Myopic Misinformation about Organic and Climate Change
There have been several media articles covering a Nature Communications study, claiming that increased transition to organic in England and Wales would increase greenhouse gas release into the atmosphere. Unfortunately, these articles are using the same tired fallacies that The Organic Center has debunked before – and we’re returning to do it again with this misguided repeat.
The first important thing to point out about the study’s findings, a fact that gets conveniently glossed over by many media outlets, is that the researchers concluded that transitioning to organic would reduce the amount of greenhouse gases emitted per ton of crops by about 20%. This is supported by several past studies, because organic doesn’t allow fossil fuel-based fertilizers or most synthetic pesticides. The production and transportation of these conventional inputs is a major energy use. The manufacture of synthetic fertilizers alone comprises as much as 10% of global agricultural emissions. Organic production methods significantly reduce greenhouse gas emissions and use less energy because of the decreased use of fossil fuel-based inputs.

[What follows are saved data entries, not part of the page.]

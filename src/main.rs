use std::process;

use bacheca::{
    api::ApiClient,
    config::{self, Command},
    domain::posts::{NewPost, PostPage},
    error::AppError,
    infra::telemetry,
    query::{QueryClient, QueryConfig, QueryData, QuerySnapshot},
    shell::Shell,
    views::{render_post_detail, render_post_list, render_post_page},
};
use tracing::{Dispatch, Level, dispatcher, error, info};
use tracing_subscriber::fmt as tracing_fmt;

#[tokio::main(flavor = "current_thread")]
async fn main() {
    if let Err(error) = run().await {
        report_application_error(&error);
        process::exit(error.exit_code());
    }
}

fn report_application_error(error: &AppError) {
    if dispatcher::has_been_set() {
        error!(error = %error, "application error");
        return;
    }

    let subscriber = tracing_fmt().with_max_level(Level::ERROR).finish();
    let dispatch = Dispatch::new(subscriber);
    dispatcher::with_default(&dispatch, || {
        error!(error = %error, "application error");
    });
}

async fn run() -> Result<(), AppError> {
    let (cli_args, settings) = config::load_with_cli()?;

    let command = cli_args
        .command
        .unwrap_or(Command::Browse(config::BrowseArgs::default()));

    telemetry::init(&settings.logging)?;

    let api = ApiClient::new(&settings.api)?;

    match command {
        Command::Browse(_) => run_browse(api, &settings).await,
        Command::List(args) => run_list(api, args.page, args.json).await,
        Command::Show(args) => run_show(api, args.id, args.json).await,
        Command::Create(args) => run_create(api, &args.title, &args.body, args.json).await,
    }
}

async fn run_browse(api: ApiClient, settings: &config::Settings) -> Result<(), AppError> {
    let queries = QueryClient::new(&QueryConfig::from(&settings.query));
    info!(base_url = %settings.api.base_url, "Starting interactive shell");
    let mut shell = Shell::new(api, queries, settings.query.keep_previous_data);
    shell.run().await
}

async fn run_list(api: ApiClient, page: Option<u32>, json: bool) -> Result<(), AppError> {
    match page {
        Some(page) => {
            let slice = api.list_posts_page(page).await?;
            let data = PostPage::from_slice(page, api.page_size(), slice);
            if json {
                println!("{}", serde_json::to_string_pretty(&data)?);
            } else {
                let snapshot = QuerySnapshot::success(QueryData::Page(data));
                println!("{}", render_post_page(&snapshot));
            }
        }
        None => {
            let posts = api.list_posts().await?;
            if json {
                println!("{}", serde_json::to_string_pretty(&posts)?);
            } else {
                let snapshot = QuerySnapshot::success(QueryData::Posts(posts));
                println!("{}", render_post_list(&snapshot));
            }
        }
    }
    Ok(())
}

async fn run_show(api: ApiClient, id: i64, json: bool) -> Result<(), AppError> {
    let post = api.get_post(id).await?;
    if json {
        println!("{}", serde_json::to_string_pretty(&post)?);
    } else {
        let snapshot = QuerySnapshot::success(QueryData::Post(post));
        println!("{}", render_post_detail(&snapshot));
    }
    Ok(())
}

async fn run_create(api: ApiClient, title: &str, body: &str, json: bool) -> Result<(), AppError> {
    let draft = NewPost::new(title, body)?;
    let post = api.create_post(&draft).await?;
    info!(id = post.id, "Created post");
    if json {
        println!("{}", serde_json::to_string_pretty(&post)?);
    } else {
        let snapshot = QuerySnapshot::success(QueryData::Post(post));
        println!("{}", render_post_detail(&snapshot));
    }
    Ok(())
}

The study goes on to suggest that a full transition to organic from conventional production would lead to around a 40% drop in production. The authors argue that this reduction in productivity would require large increases in land devoted to crops in other parts of the world, leading to the destruction of grasslands and forests that are critical sequestration pools for carbon. What the authors overlook entirely is the ability to fill that production need by reducing food waste. The Food and Agriculture Organization of the United Nations estimates that around a third of all food produced gets lost or goes to waste. The world produces an over-abundance of food for our global population (despite the tragic growth of food instability and hunger around the world, in part due to food waste, inefficient diets, and unequal distribution), which means that the drop in productivity could be addressed by reducing waste and loss rather than increasing extranational production.
Additionally, while conventional farming has led to extensive loss of critical grasslands and forests, the ideals supporting organic uphold wildland preservation. The organic community has spent a considerable amount of time reflecting on this very issue, and is working toward building native ecosystem preservation into the organic standards. In April 2018, NOSB passed a recommendation on “Eliminating the Incentive to Convert Native Ecosystems to Organic Production,” preventing land that supports native ecosystems from being certified for organic production for a period of 10 years from the date of land use change to agriculture.
Finally, much of the coverage of this study focuses on pitting organic against conventional when it comes to yields, but a more constructive angle looks at methods for supporting yield increase in organic production. Organic yields have been increasing over the past decade, despite a dearth in funding for organic research (for example, ninety-five percent of current crop varieties have been developed for high-input conventional management, and may not be well suited for organic systems), thanks to the limited studies that have tackled on-farm challenges for organic farmers. According to a study by researchers at the University of California, Berkeley, research supporting organic practices could further decrease or even eliminate yield gaps entirely through the use of best management practices and further research. The organic sector has already seen the benefits of the small amount of funding directed toward overcoming challenges to organic production, and several studies have found that best management practices can result in yields comparable to conventional. Because organic has been scientifically proven to use techniques that reduce greenhouse gas production and increase carbon sequestration in the soils while supporting ecosystem and human health, our focus should be on methods to support organic research to close the yield gap.
This study is another unfortunate case of researchers taking a myopic view of how agricultural production impacts climate change. The study ignores food waste as a primary contributor to shortages in productivity, it glosses over the many mitigating effects organic has on climate change, and doesn’t take into account the positive trend of increased yields as research on organic techniques comes out. Taking a holistic view of our food system, conventional farming isn’t a viable option for long-term food security. It depletes our soil, destroys pollinator populations, and depletes carbon stores. Without ecological production systems like organic, we won’t be able to support food production in the long term.